Step 103, Detector carries out hash to database table and reads.Further, set up network according to the URL that is read and connect, carry out associative operation.
Step 104 judges whether the record that current hash value reads is empty, if then execution in step 105, otherwise execution in step 106.
Step 105 is deleted this hash value from the hash array.
Step 106 is carried out order to database table and is read.Further, set up network according to the URL that is read and connect, carry out associative operation.
Whether no record in the step 107, judgment data storehouse table, if, process ends then, otherwise execution in step 108.
Step 108 for the record that institute's sequential read is got, judges whether its corresponding hash value exists, and promptly judges whether new hash value, if new hash value is arranged, then execution in step 109 in current hash array, otherwise execution in step 103.
Step 109 is inserted the hash array with above-mentioned new hash value, and execution in step 102 then.

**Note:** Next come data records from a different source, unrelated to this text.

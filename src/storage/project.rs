//! Project management
//!
//! Resolves the project root, its configuration and where each kind of
//! generated file lives.

use std::fs;
use std::path::{Path, PathBuf};

use anyhow::{Context, Result};
use thiserror::Error;

use super::config::{Config, CONFIG_FILE, DEFAULT_CONFIG};
use crate::domain::{Conventions, Identifier};

#[derive(Debug, Error)]
pub enum ProjectError {
    #[error("Project root is not a directory: {0}")]
    NotADirectory(PathBuf),
}

/// An Astro project being scaffolded
pub struct Project {
    root: PathBuf,
    config: Config,
}

impl Project {
    /// Opens the project rooted exactly at `root`
    pub fn open(root: impl Into<PathBuf>) -> Result<Self> {
        let root = root.into();

        if !root.is_dir() {
            return Err(ProjectError::NotADirectory(root).into());
        }

        let config = Config::for_project(&root)?;

        Ok(Self { root, config })
    }

    /// Opens the nearest project at or above `start`
    ///
    /// Without a `craft.toml` anywhere up the tree, `start` itself is used
    /// with default conventions.
    pub fn discover(start: &Path) -> Result<Self> {
        let root = Config::find_project_root(start).unwrap_or_else(|| start.to_path_buf());
        Self::open(root)
    }

    /// Writes a default `craft.toml` unless one exists
    pub fn init(root: impl Into<PathBuf>) -> Result<Self> {
        let root = root.into();

        fs::create_dir_all(&root)
            .with_context(|| format!("Failed to create project directory: {}", root.display()))?;

        let config_path = Self::config_path(&root);
        if !config_path.exists() {
            fs::write(&config_path, DEFAULT_CONFIG)
                .with_context(|| format!("Failed to write config: {}", config_path.display()))?;
        }

        Self::open(root)
    }

    /// Location of the project configuration file under `root`
    pub fn config_path(root: &Path) -> PathBuf {
        root.join(CONFIG_FILE)
    }

    /// Returns the project root path
    pub fn root(&self) -> &Path {
        &self.root
    }

    /// Returns the configuration
    pub fn config(&self) -> &Config {
        &self.config
    }

    pub fn conventions(&self) -> &Conventions {
        &self.config.project.conventions
    }

    pub fn components_dir(&self) -> PathBuf {
        self.root.join("src").join("components")
    }

    pub fn layouts_dir(&self) -> PathBuf {
        self.root.join("src").join("layouts")
    }

    pub fn pages_dir(&self) -> PathBuf {
        self.root.join("src").join("pages")
    }

    pub fn routes_dir(&self) -> PathBuf {
        self.pages_dir().join("api")
    }

    /// `src/components/<dash>.<ext>`
    pub fn component_path(&self, name: &Identifier) -> PathBuf {
        let ext = &self.conventions().component_extension;
        self.components_dir().join(format!("{}.{}", name.dash(), ext))
    }

    /// `src/layouts/<Pascal>.<ext>`
    pub fn layout_path(&self, name: &Identifier) -> PathBuf {
        let ext = &self.conventions().component_extension;
        self.layouts_dir().join(format!("{}.{}", name.pascal(), ext))
    }

    /// `src/pages/api/<dash>.<route-ext>`
    pub fn route_path(&self, name: &Identifier) -> PathBuf {
        let ext = &self.conventions().route_extension;
        self.routes_dir().join(format!("{}.{}", name.dash(), ext))
    }

    /// `src/pages/<dash>.<ext>`
    pub fn page_path(&self, name: &Identifier) -> PathBuf {
        let ext = &self.conventions().component_extension;
        self.pages_dir().join(format!("{}.{}", name.dash(), ext))
    }
}
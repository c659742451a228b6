//! Read-only view over a page file
//!
//! A page starts with a frontmatter region between two `---` markers,
//! followed by the rendered body.

use super::error::MergeError;

const FRONTMATTER_MARKER: &str = "---";

/// Whether `statement` appears verbatim anywhere in the page
pub fn has_import(text: &str, statement: &str) -> bool {
    text.contains(statement)
}

/// Whether an element opened with `<tag` appears anywhere in the page
///
/// Plain containment: `<CardList` also counts as a usage of `Card`.
pub fn has_usage(text: &str, tag: &str) -> bool {
    text.contains(&format!("<{}", tag))
}

/// A page whose frontmatter markers have been located
#[derive(Debug, Clone, Copy)]
pub struct PageFile<'a> {
    text: &'a str,
    open: usize,
    close: usize,
}

impl<'a> PageFile<'a> {
    /// Finds the first marker and the next marker after it
    pub fn parse(text: &'a str) -> Result<Self, MergeError> {
        let open = text.find(FRONTMATTER_MARKER).ok_or_else(|| {
            MergeError::Malformed(format!("missing frontmatter start marker '{}'", FRONTMATTER_MARKER))
        })?;

        let after_open = open + FRONTMATTER_MARKER.len();
        let close = text[after_open..]
            .find(FRONTMATTER_MARKER)
            .map(|offset| after_open + offset)
            .ok_or_else(|| {
                MergeError::Malformed(format!("missing frontmatter end marker '{}'", FRONTMATTER_MARKER))
            })?;

        Ok(Self { text, open, close })
    }

    /// Text between the markers
    fn frontmatter(&self) -> &'a str {
        &self.text[self.open + FRONTMATTER_MARKER.len()..self.close]
    }

    /// Byte offset of the first frontmatter line, and the line ending used
    /// by the opening marker line
    pub fn first_line(&self) -> Result<(usize, &'static str), MergeError> {
        let newline = self.frontmatter().find('\n').ok_or_else(|| {
            MergeError::Malformed("frontmatter markers share a single line".to_string())
        })?;

        let newline_at = self.open + FRONTMATTER_MARKER.len() + newline;
        let ending = if self.text[..newline_at].ends_with('\r') {
            "\r\n"
        } else {
            "\n"
        };

        Ok((newline_at + 1, ending))
    }
}

#[cfg(test)]
mod tests {
    use super::*;

    const PAGE: &str = "---\nimport Layout from '@layouts/Layout.astro';\n---\n\n<Layout>\n  <h1>Home</h1>\n</Layout>\n";

    #[test]
    fn frontmatter_stops_at_second_marker() {
        let page = PageFile::parse(PAGE).unwrap();
        assert_eq!(page.frontmatter(), "\nimport Layout from '@layouts/Layout.astro';\n");
    }

    #[test]
    fn first_line_follows_opening_marker() {
        let page = PageFile::parse(PAGE).unwrap();
        assert_eq!(page.first_line().unwrap(), (4, "\n"));

        let crlf = "---\r\nconst x = 1;\r\n---\r\n";
        let page = PageFile::parse(crlf).unwrap();
        assert_eq!(page.first_line().unwrap(), (5, "\r\n"));
    }

    #[test]
    fn missing_end_marker_is_malformed() {
        let err = PageFile::parse("---\nconst x = 1;\n<Layout></Layout>\n").unwrap_err();
        assert!(matches!(err, MergeError::Malformed(_)));
    }

    #[test]
    fn missing_start_marker_is_malformed() {
        assert!(PageFile::parse("<Layout></Layout>\n").is_err());
    }

    #[test]
    fn markers_on_one_line_are_malformed() {
        let page = PageFile::parse("------\n<Layout></Layout>").unwrap();
        assert!(page.first_line().is_err());
    }

    #[test]
    fn usage_detection_is_literal() {
        assert!(has_usage("<CardList items={x} />", "Card"));
        assert!(!has_usage("< Card />", "Card"));
        assert!(has_import(PAGE, "import Layout from '@layouts/Layout.astro';"));
        assert!(!has_import(PAGE, "import Layout from \"@layouts/Layout.astro\";"));
    }
}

On the other hand, step 110, Detector carries out hash to database table and reads.Further, set up network according to the URL that is read and connect, carry out associative operation.

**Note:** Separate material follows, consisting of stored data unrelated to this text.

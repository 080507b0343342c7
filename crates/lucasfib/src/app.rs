//! Application entry point and dispatch.

use std::io::{self, Write};

use anyhow::{Context, Result};
use tracing::debug;

use lucasfib_cli::output::write_to_file;
use lucasfib_cli::presenter::{JsonPresenter, TextPresenter};
use lucasfib_orchestration::interfaces::{CalculationResult, ResultPresenter};
use lucasfib_orchestration::orchestrator::{execute_indices, summarize};

use crate::config::{AppConfig, OutputFormat};

/// Run the application, writing results to stdout.
pub fn run(config: &AppConfig) -> Result<()> {
    let stdout = io::stdout();
    let mut out = io::BufWriter::new(stdout.lock());
    let result = run_to(config, &mut out);
    out.flush()?;
    result
}

/// Run the application, writing results to `out`.
///
/// Every index is reported before an error is returned; the error is
/// the first failed calculation.
pub fn run_to(config: &AppConfig, out: &mut dyn Write) -> Result<()> {
    // Handle shell completion
    if let Some(shell) = config.completion {
        let mut cmd = <AppConfig as clap::CommandFactory>::command();
        lucasfib_cli::completion::generate_completion(&mut cmd, shell, out);
        return Ok(());
    }

    if config.indices.is_empty() {
        debug!("no indices given");
        return Ok(());
    }

    let calculator = lucasfib_core::default_calculator();
    let results = execute_indices(
        calculator.as_ref(),
        &config.indices,
        &config.options(),
        config.execution_mode(),
    );

    match config.format {
        OutputFormat::Text => {
            let mut presenter = TextPresenter::new(&mut *out, config.display());
            present_all(&mut presenter, &results, config.summary)?;
        }
        OutputFormat::Json => {
            let mut presenter = JsonPresenter::new(&mut *out, config.display());
            present_all(&mut presenter, &results, config.summary)?;
            presenter.finish()?;
        }
    }

    if let Some(ref path) = config.output {
        write_to_file(path, &results)
            .with_context(|| format!("writing results to {}", path.display()))?;
    }

    first_failure(&results)
}

fn present_all(
    presenter: &mut dyn ResultPresenter,
    results: &[CalculationResult],
    summary: bool,
) -> Result<()> {
    for result in results {
        result.present(presenter)?;
    }
    if summary {
        presenter.present_summary(&summarize(results))?;
    }
    Ok(())
}

fn first_failure(results: &[CalculationResult]) -> Result<()> {
    match results.iter().find_map(|r| r.outcome.as_ref().err().map(|e| (r.n, e))) {
        Some((n, e)) => Err(anyhow::Error::new(e.clone()).context(format!("F({n}) failed"))),
        None => Ok(()),
    }
}
//! Loop-carried state of the two evaluation phases.
//!
//! `FibonacciPair` holds `(F(m-1), F(m))` during the bit-scanning phase:
//!   F(2m-1) = F(m-1)^2 + F(m)^2
//!   F(2m)   = (F(m-1) + F(m))^2 - F(m-1)^2
//!
//! `LucasPair` holds `(F(m), L(m))` during the power-of-two phase:
//!   F(2m) = F(m) * L(m)
//!   L(2m) = L(m)^2 - 2 * (-1)^m

use num_bigint::BigUint;
use num_integer::Integer;
use num_traits::One;

/// Consecutive Fibonacci values `(F(m-1), F(m))`.
#[derive(Debug, Clone, PartialEq, Eq)]
pub struct FibonacciPair {
    /// F(m-1).
    pub prev: BigUint,
    /// F(m).
    pub curr: BigUint,
}

impl FibonacciPair {
    /// The pair at m = 1: `(F(0), F(1)) = (0, 1)`.
    #[must_use]
    pub fn new() -> Self {
        Self {
            prev: BigUint::ZERO,
            curr: BigUint::one(),
        }
    }

    /// Move from index m to 2m.
    ///
    /// `t = a^2` and `u = (a+b)^2` are both taken from the old pair before
    /// either field is overwritten.
    pub fn double(&mut self) {
        let t = &self.prev * &self.prev;
        let sum = &self.prev + &self.curr;
        let u = &sum * &sum;
        let next_prev = &self.curr * &self.curr + &t;
        self.curr = u - t;
        self.prev = next_prev;
    }

    /// Move from index m to m+1: `(a, b) <- (b, a+b)`.
    pub fn advance(&mut self) {
        self.prev += &self.curr;
        std::mem::swap(&mut self.prev, &mut self.curr);
    }

    /// Consume the pair, returning `(F(m-1), F(m))`.
    #[must_use]
    pub fn into_parts(self) -> (BigUint, BigUint) {
        (self.prev, self.curr)
    }
}

impl Default for FibonacciPair {
    fn default() -> Self {
        Self::new()
    }
}

/// `(F(m), L(m))` together with the parity of m.
#[derive(Debug, Clone, PartialEq, Eq)]
pub struct LucasPair {
    /// F(m).
    pub fib: BigUint,
    /// L(m).
    pub lucas: BigUint,
    odd: bool,
}

impl LucasPair {
    /// Build `(F(m), L(m))` from `(F(m-1), F(m))`.
    ///
    /// `L(m) = 2*F(m+1) - F(m)` with `F(m+1) = F(m-1) + F(m)`.
    #[must_use]
    pub fn from_fibonacci_pair(pair: FibonacciPair, m: u64) -> Self {
        let (prev, fib) = pair.into_parts();
        let next = prev + &fib;
        let lucas = (next << 1u32) - &fib;
        Self {
            fib,
            lucas,
            odd: m.is_odd(),
        }
    }

    /// Whether the current index is odd.
    #[must_use]
    pub fn index_is_odd(&self) -> bool {
        self.odd
    }

    /// Move from index m to 2m.
    pub fn double(&mut self) {
        self.fib *= &self.lucas;
        self.lucas = &self.lucas * &self.lucas;
        // L(m)^2 > 2 for even m > 0
        if self.odd {
            self.lucas += 2u32;
        } else {
            self.lucas -= 2u32;
        }
        self.odd = false;
    }

    /// Final doubling: only F(2m) is needed, so L(2m) is never formed.
    #[must_use]
    pub fn into_doubled_fib(self) -> BigUint {
        self.fib * self.lucas
    }
}

#[cfg(test)]
mod tests {
    use super::*;

    fn pair(prev: u64, curr: u64) -> FibonacciPair {
        FibonacciPair {
            prev: BigUint::from(prev),
            curr: BigUint::from(curr),
        }
    }

    #[test]
    fn new_pair_is_f0_f1() {
        assert_eq!(FibonacciPair::new(), pair(0, 1));
    }

    #[test]
    fn double_from_one() {
        // m = 1 -> 2: (F(1), F(2)) = (1, 1)
        let mut p = FibonacciPair::new();
        p.double();
        assert_eq!(p, pair(1, 1));
    }

    #[test]
    fn double_from_five() {
        // (F(4), F(5)) = (3, 5) -> (F(9), F(10)) = (34, 55)
        let mut p = pair(3, 5);
        p.double();
        assert_eq!(p, pair(34, 55));
    }

    #[test]
    fn advance_steps_once() {
        let mut p = pair(8, 13);
        p.advance();
        assert_eq!(p, pair(13, 21));
    }

    #[test]
    fn double_then_advance() {
        // m = 3 -> 6 -> 7
        let mut p = pair(1, 2);
        p.double();
        assert_eq!(p, pair(5, 8));
        p.advance();
        assert_eq!(p, pair(8, 13));
    }

    #[test]
    fn lucas_from_pair() {
        // s = 5: F(5) = 5, L(5) = 11
        let l = LucasPair::from_fibonacci_pair(pair(3, 5), 5);
        assert_eq!(l.fib, BigUint::from(5u32));
        assert_eq!(l.lucas, BigUint::from(11u32));
        assert!(l.index_is_odd());
    }

    #[test]
    fn lucas_double_from_odd_adds_two() {
        // L(1) = 1 -> L(2) = 1 + 2 = 3
        let mut l = LucasPair::from_fibonacci_pair(FibonacciPair::new(), 1);
        assert_eq!(l.lucas, BigUint::from(1u32));
        l.double();
        assert_eq!(l.fib, BigUint::from(1u32));
        assert_eq!(l.lucas, BigUint::from(3u32));
        assert!(!l.index_is_odd());
    }

    #[test]
    fn lucas_double_from_even_subtracts_two() {
        // m = 2 -> 4 -> 8: L(4) = 7, L(8) = 47, F(8) = 21
        let mut l = LucasPair::from_fibonacci_pair(FibonacciPair::new(), 1);
        l.double();
        l.double();
        assert_eq!(l.fib, BigUint::from(3u32));
        assert_eq!(l.lucas, BigUint::from(7u32));
        assert_eq!(l.into_doubled_fib(), BigUint::from(21u32));
    }

    #[test]
    fn lucas_from_three() {
        // s = 3: doubling twice gives F(6) = 8, then F(12) = 144
        let mut l = LucasPair::from_fibonacci_pair(pair(1, 2), 3);
        assert_eq!(l.lucas, BigUint::from(4u32));
        l.double();
        assert_eq!(l.fib, BigUint::from(8u32));
        assert_eq!(l.lucas, BigUint::from(18u32));
        assert_eq!(l.into_doubled_fib(), BigUint::from(144u32));
    }
}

Step 111 judges whether the record that current hash value reads is empty, if then execution in step 112, otherwise execution in step 110.
Step 112 is deleted this hash value from the hash array, execution in step 102 then.
Above-mentioned read method can be by as shown in Figure 4 the system of reading information at network resource site realize.
With reference to Fig. 4, this system comprises hash value computing module, database table module and read module, can further include network connecting module.This system can be used in the middle of the various search engines.
In this system, at first will carry out hash from the URL that Crawler spreads out of and calculate the hash value, and deposit this URL and corresponding hash value in database table by hash value computing module.The database table module stores has database table, and database table is used to preserve above-mentioned URL and the hash value corresponding with it, and database table can preferably use the multilist structure.
Read module utilizes said method to read URL from database table, briefly be exactly: described database table is carried out order read, database table is being carried out in the order process of reading, when sequential read is got a record and the hash value corresponding with it when not existing in current hash array, this hash value of adding and the array of pointers of correspondence is changed to 0 in the hash array of pointers; If the capacity of hash array of pointers reaches preset upper limit, then database table is carried out hash and read, otherwise sequential read is taken off a record; Database table is being carried out in the hash process of reading, if certain hash value read be recorded as sky, then from the hash array, remove this hash value, and database table is carried out order read, otherwise continuation is carried out hash to database table and is read.
In addition, network connecting module can be set up network according to the URL that read module reads and connect, and carries out associative operation.
The above only is preferred embodiment of the present invention, and is in order to restriction the present invention, within the spirit and principles in the present invention not all, any modification of being done, is equal to replacement, improvement etc., all should be included within protection scope of the present invention.